However for all the moaning and the criticising it must be remembered that these are things out-with the control of distillery staff. They are people just doing their jobs and they take a hell of a lot of flack over it. They have to put a face to these prices and it reduces their enjoyment of the festival too. It should also be remembered that the distilleries do put on a good show, Ardbeg, for all its ridiculous prices, still raises a lot of money for charity on its festival day as it has always done. Laphroaig remains the only distillery to put out a widely available, reasonably priced festival bottling that is in the spirit of inclusion and fairness, Cairdeas being a very apt name. I didn’t rate this years Laphroaig bottling as one of their best but it was top by far in terms of price and availability. It was on offer all week, people could buy a few bottles, sit down outside, crack one open and share it with their compadres. There were no daft queues, no squabbles, no bitching about someone who got more than the regulation 1 bottle per person. It was as a festival bottling should be.

Well done Laphroaig. The master edition goes exceptionally well with Actimel yoghurt drinks.

The island is still a vibrant place to be, it is after all Islay and no amount of overpriced nonsense bottlings and bad feeling can take that away. There are still those dazzling, deserted beaches, places where you can stand amongst a thousand different breezes and feel part of the endlessness of nature. There are still the silent evenings, the aching stillness of summer nights. You can dive into the cold brilliant blue of the Atlantic and come out breathless beneath the heavy afternoon sun. There is still the laughter of whisky-fuelled nights and the froth of music that bubbles in and out of every corner.  These are the things that stick in my mind when I think of Islay, its easy to get distracted by the endless festival bottling madness, its pissed a lot of people off and justly so but it needn’t be this way. How many festival bottlings do we really need? We know they probably taste good, we can try many similar whiskies, the sheer quantity of independent bottlings these days is mind boggling. There will always be something new and amazing to taste, or to sell if that’s your thing. If you’re genuine about whisky then why not reclaim the festival, lets boycott the distillery bottlings, lets make the Islay whisky festival the biggest BYOB whisky fest in the world. Everyone next year just bring a few amazing bottles to open and we’ll all just hang out play music enjoy the Island and share these great whiskies with our friends. It really works, that’s what we do every year now and we have a much better time for it.

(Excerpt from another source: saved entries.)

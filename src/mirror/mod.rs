//! The relational mirror: the SQL counterpart of a snapshot pack.
//!
//! The sync engine depends only on the [`SqlMirror`] trait. Two adapters
//! ship with the crate: [`SqliteMirror`] over rusqlite, and the in-memory
//! [`MemoryMirror`] for tests and embedders that need the seam without a
//! database. Each trait operation is atomic per call; there is no
//! transaction spanning multiple records.

mod memory;
mod schema;
mod sqlite;

pub use memory::MemoryMirror;
pub use schema::TableIdent;
pub use sqlite::SqliteMirror;

use std::collections::HashSet;
use std::fmt;

use serde::{Deserialize, Serialize};

use crate::error::Result;
use crate::model::ExchangeRecord;

/// What an upsert did.
#[derive(Debug, Clone, Copy, PartialEq, Eq, Serialize, Deserialize)]
#[serde(rename_all = "snake_case")]
pub enum UpsertOutcome {
    /// No row shared the content hash or natural key; a row was inserted.
    Inserted,
    /// A row with the same natural key but a different hash was updated.
    Updated,
    /// A row with the same content hash already existed; nothing changed.
    Skipped,
}

impl fmt::Display for UpsertOutcome {
    fn fmt(&self, f: &mut fmt::Formatter<'_>) -> fmt::Result {
        match self {
            Self::Inserted => write!(f, "inserted"),
            Self::Updated => write!(f, "updated"),
            Self::Skipped => write!(f, "skipped"),
        }
    }
}

/// Optional scoping for hash and count queries.
#[derive(Debug, Clone, Default)]
pub struct ScopeFilter {
    pub source_system: Option<String>,
    pub entity_type: Option<String>,
}

impl ScopeFilter {
    /// No filtering: the whole mirror.
    #[must_use]
    pub fn any() -> Self {
        Self::default()
    }

    /// Filter on source system and/or entity type.
    #[must_use]
    pub fn scope(source_system: Option<&str>, entity_type: Option<&str>) -> Self {
        Self {
            source_system: source_system.map(ToString::to_string),
            entity_type: entity_type.map(ToString::to_string),
        }
    }
}

/// Relational storage of exchange records.
///
/// Minimal column contract: `exchange_id`, `exchange_type`,
/// `source_system`, `entity_type`, `natural_key` (nullable),
/// `observed_at_utc`, `content_sha256` (unique), the full serialized
/// payload, and `schema_version`.
pub trait SqlMirror {
    /// Unconditional insert.
    ///
    /// # Errors
    ///
    /// Returns [`crate::Error::DuplicateHash`] when a row with the same
    /// content hash already exists, or a backend error.
    fn insert(&mut self, record: &ExchangeRecord) -> Result<()>;

    /// Insert-or-update keyed on content hash, then natural key.
    ///
    /// Same hash present → `Skipped`. Otherwise, a row with the same
    /// `(source_system, entity_type, natural_key)` → updated in place,
    /// `Updated`. Otherwise inserted, `Inserted`.
    ///
    /// # Errors
    ///
    /// Returns a backend error if the mutation fails.
    fn upsert(&mut self, record: &ExchangeRecord) -> Result<UpsertOutcome>;

    /// All content hashes, optionally scoped.
    ///
    /// # Errors
    ///
    /// Returns a backend error if the query fails.
    fn all_hashes(&self, filter: &ScopeFilter) -> Result<HashSet<String>>;

    /// Every stored version of one natural entity, newest first.
    ///
    /// # Errors
    ///
    /// Returns a backend error if the query fails.
    fn records_by_natural_key(
        &self,
        source_system: &str,
        entity_type: &str,
        natural_key: &str,
    ) -> Result<Vec<ExchangeRecord>>;

    /// All records in a scope, ordered by `observed_at_utc` descending.
    ///
    /// # Errors
    ///
    /// Returns a backend error if the query fails.
    fn records_by_scope(&self, filter: &ScopeFilter) -> Result<Vec<ExchangeRecord>>;

    /// Number of rows, optionally scoped.
    ///
    /// # Errors
    ///
    /// Returns a backend error if the query fails.
    fn count(&self, filter: &ScopeFilter) -> Result<usize>;
}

BYOB-1. Festival Bottlings-nil.

The Islay festival’s engine does not run on money just yet but you can sadly feel it spluttering with the wrong type of fuel. In the end these bottles are the prices they are because there are enough people willing to pay them. We all lament the old days, it would be great if, just in the spirit of the festival, having a passion for whisky, for sharing and fairness, the distilleries could produce larger bottlings at prices we could all afford. But that is just a pipe dream, it won’t happen and we all know it. So maybe we could just make things better ourselves by not being so bothered with these bottlings, they’re frustrating and daft why let them spoil an otherwise great week of whisky, music and friendship. We have the power to change this ourselves by not indulging in overpriced gibberish, by choosing to have a good time without yet another single cask Caol Ila or Bunnahabhain. Yes this process of ever more expensive bottles has been damaging but it is only as damaging as we allow it to be.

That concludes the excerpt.